17

2K 359 113
                                    

Anak dan ayah itu tampak menikmati matahari pagi. Keduanya berbagi cerita dan saling tertawa jika ada yang lucu. Rasanya adem sekali, damai persis seperti yang Soobin bayangkan selama ini.

"Kamu jangan pernah sendiri ya" suasana tiba-tiba berubah menjadi serius. "Setidaknya kamu harus punya satu orang untuk diajak ngobrol. Kalo ada masalah atau keluhan jangan dipendam sendiri, bahaya. Nanti jatohnya seperti saya ini. Depresi itu muncul karena tidak adanya kepedulian orang lain, merasa sendiri menghadapi peliknya kehidupan. Paham kan?"
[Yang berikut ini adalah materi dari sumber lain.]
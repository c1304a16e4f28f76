//! `RGB` and `RGBA` colour records.

use crate::codes;
use crate::version::ShapeVersion;
use oxiswf_core::element::{FileElement, add_bit_lengths};
use oxiswf_core::parse::parse_u8;
use oxiswf_core::types::UInt8;
use oxiswf_core::{BitCursor, FieldPath, Result};
use serde::Serialize;

/// A 24-bit `RGB` colour.
#[derive(Debug, Clone, Copy, PartialEq, Eq, Serialize)]
pub struct Rgb {
    red: UInt8,
    green: UInt8,
    blue: UInt8,
}

impl Rgb {
    /// Decode an `RGB` record.
    pub fn parse(cursor: &mut BitCursor<'_>, field: &FieldPath<'_>) -> Result<Self> {
        let red = parse_u8(cursor, codes::COLOR, &field.child("Red"))?;
        let green = parse_u8(cursor, codes::COLOR, &field.child("Green"))?;
        let blue = parse_u8(cursor, codes::COLOR, &field.child("Blue"))?;
        Ok(Self { red, green, blue })
    }

    /// Red component.
    pub fn red(&self) -> UInt8 {
        self.red
    }

    /// Green component.
    pub fn green(&self) -> UInt8 {
        self.green
    }

    /// Blue component.
    pub fn blue(&self) -> UInt8 {
        self.blue
    }
}

impl FileElement for Rgb {
    fn bit_position(&self) -> u64 {
        self.red.bit_position()
    }

    fn bit_length(&self) -> u64 {
        add_bit_lengths(&[&self.red, &self.green, &self.blue])
    }
}

/// A 32-bit `RGBA` colour.
#[derive(Debug, Clone, Copy, PartialEq, Eq, Serialize)]
pub struct Rgba {
    red: UInt8,
    green: UInt8,
    blue: UInt8,
    alpha: UInt8,
}

impl Rgba {
    /// Decode an `RGBA` record.
    pub fn parse(cursor: &mut BitCursor<'_>, field: &FieldPath<'_>) -> Result<Self> {
        let red = parse_u8(cursor, codes::COLOR, &field.child("Red"))?;
        let green = parse_u8(cursor, codes::COLOR, &field.child("Green"))?;
        let blue = parse_u8(cursor, codes::COLOR, &field.child("Blue"))?;
        let alpha = parse_u8(cursor, codes::COLOR, &field.child("Alpha"))?;
        Ok(Self {
            red,
            green,
            blue,
            alpha,
        })
    }

    /// Red component.
    pub fn red(&self) -> UInt8 {
        self.red
    }

    /// Green component.
    pub fn green(&self) -> UInt8 {
        self.green
    }

    /// Blue component.
    pub fn blue(&self) -> UInt8 {
        self.blue
    }

    /// Alpha component (255 is opaque).
    pub fn alpha(&self) -> UInt8 {
        self.alpha
    }
}

impl FileElement for Rgba {
    fn bit_position(&self) -> u64 {
        self.red.bit_position()
    }

    fn bit_length(&self) -> u64 {
        add_bit_lengths(&[&self.red, &self.green, &self.blue, &self.alpha])
    }
}

/// A colour whose width is fixed by the shape version.
#[derive(Debug, Clone, Copy, PartialEq, Eq, Serialize)]
pub enum Color {
    /// Shape versions 1 and 2.
    Rgb(Rgb),
    /// Shape versions 3 and 4.
    Rgba(Rgba),
}

impl Color {
    /// Decode the colour record used by `version`.
    pub fn parse(
        cursor: &mut BitCursor<'_>,
        version: ShapeVersion,
        field: &FieldPath<'_>,
    ) -> Result<Self> {
        if version.uses_rgba() {
            Rgba::parse(cursor, field).map(Self::Rgba)
        } else {
            Rgb::parse(cursor, field).map(Self::Rgb)
        }
    }

    /// Components as `[r, g, b, a]`; `RGB` colours are opaque.
    pub fn to_rgba(&self) -> [u8; 4] {
        match self {
            Self::Rgb(c) => [c.red.value(), c.green.value(), c.blue.value(), 0xFF],
            Self::Rgba(c) => [
                c.red.value(),
                c.green.value(),
                c.blue.value(),
                c.alpha.value(),
            ],
        }
    }
}

impl FileElement for Color {
    fn bit_position(&self) -> u64 {
        match self {
            Self::Rgb(c) => c.bit_position(),
            Self::Rgba(c) => c.bit_position(),
        }
    }

    fn bit_length(&self) -> u64 {
        match self {
            Self::Rgb(c) => c.bit_length(),
            Self::Rgba(c) => c.bit_length(),
        }
    }
}

#[cfg(test)]
mod tests {
    use super::*;

    #[test]
    fn test_color_width_follows_version() {
        let data = [0x10, 0x20, 0x30, 0x40];
        let root = FieldPath::root("Color").unwrap();

        let mut cursor = BitCursor::new(&data);
        let rgb = Color::parse(&mut cursor, ShapeVersion::Shape2, &root).unwrap();
        assert_eq!(rgb.bit_length(), 24);
        assert_eq!(rgb.to_rgba(), [0x10, 0x20, 0x30, 0xFF]);

        let mut cursor = BitCursor::new(&data);
        let rgba = Color::parse(&mut cursor, ShapeVersion::Shape3, &root).unwrap();
        assert_eq!(rgba.bit_length(), 32);
        assert_eq!(rgba.to_rgba(), [0x10, 0x20, 0x30, 0x40]);
    }

    #[test]
    fn test_truncated_alpha() {
        let data = [0x10, 0x20, 0x30];
        let mut cursor = BitCursor::new(&data);
        let root = FieldPath::root("Color").unwrap();

        let err = Color::parse(&mut cursor, ShapeVersion::Shape4, &root).unwrap_err();
        assert_eq!(err.field(), Some("Color::Alpha"));
        assert_eq!(err.offset(), Some(3));
    }
}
Soobin hanya mampu mengangguk.

"Dulu ketika usaha saya bangkrut, saya tidak punya siapa-siapa untuk diajak berbagi. Istri yang harusnya ngasih semangat malah marah-marah setiap hari. Mencaci maki karena suaminya gak becus ngurusin bisnis. Saya gak tau mau lari kemana saat itu, gak tau mau minta dukungan siapa. Mau cerita ke anak pun gak mungkin, dia udah punya beban sendiri dan rasanya bakal gak adil kalo dia ikutan mikirin masalah saya. Mau gak mau saya pendam aja sendirian, malu juga buat nangis walopun sebenarnya kadang gak sadar nangis tengah malem."

Ia menghela nafas.

"Dalam keadaan terpuruk itu diperparah oleh istri yang ngancem minta cerai. Dia ngancem mau bawa Yeonjun pergi jauh biar saya gak bisa ketemu lagi. Saya makin tertekan, orang tua mana yang mau dipisah sama anaknya? Orang tua mana yang sanggup gak kontakan sama anaknya? Orang tua mana yang gak sedih kalo anaknya dibawa pergi?"

Tapi ayah lupain aku, loh.

"Saya sedih, Soobin. Saya menangis minta sama Tuhan agar diberi kemudahan hidup. Agar istri saya gak bawa pergi Yeonjun jauh-jauh. Saya rasanya gak sanggup kalo gak bisa liat anak lagi. Tapi dalam doa itu, saya juga merasa lelah dengan hidup, dikasih istri yang keras dan anak yang harus menjalani hidup tanpa bisa melihat. Kadang saya berfikir, dimana letak dosa saya hingga diberi jalan hidup sepelik ini? Dosa sebesar apa yang saya lakukan di kehidupan sebelumnya hingga mendapat hukuman seperti ini? Saya bahkan tidak punya siapa-siapa untuk diajak berbagi cerita kesusahan.

Anak saya, saya tidak tahu kabarnya bagaimana tapi mudah-mudahan dia baik-baik saja. Menjalani hidup tanpa beban berat dan semoga dia bahagia selalu. Apakah anak dan istri saya masih berada di rumah yang sama atau tidak, saya harap kami masih bisa bertemu. Saya harap Yeonjun bisa segera mendapat pendonor dan melihat lagi. Saya harap Yeonjun bisa beraktivitas layaknya orang normal. Saya harap, apa yang terjadi saat ini hanya dirasakan oleh saya. Anak saya, jangan. Cukup saya."

Soobin menangis, bukan karena seberat apa hidup yang dijalani ayah selama ini namun terlebih karena ternyata sepenting itu kak Yeonjun di mata ayah. Tapi kenapa aku gak gitu juga? Kenapa aku justru dilupain?

"Kamu masih di sini?" mereka berdua menoleh pada sumber suara yang sama.

Min Yoongi di sana.

"Kamu gak masuk sekolah?"

Dan Soobin hanya mampu berkedip-kedip kebingungan. Mata merahnya tak berpaling dari wajah penuh amarah Yoongi.

"Pulang, Soobin!"

Sontak remaja itu menggeleng cepat.

"Kamu gak pulang dari semalam dan sekarang bolos sekolah? Pulang atau saya paksa?!"

"Eng-enggak mau"

"Bundamu mungkin aja khawatir saat ini"

Soobin masih menggeleng.

"Ini bukan hotel atau wisma. Ini rumah sakit jiwa, kalo mau tinggal di sini, kamu harus sakit jiwa dulu."

"Dok...."

"Panggil papa, Soobin" Ralat Yoongi.

"Pa...."

"Oh, ini anaknya dokter?" Hoseok yang sejak tadi hanya menyimak ikut nimbrung. Dan Yoongi memutar bola matanya.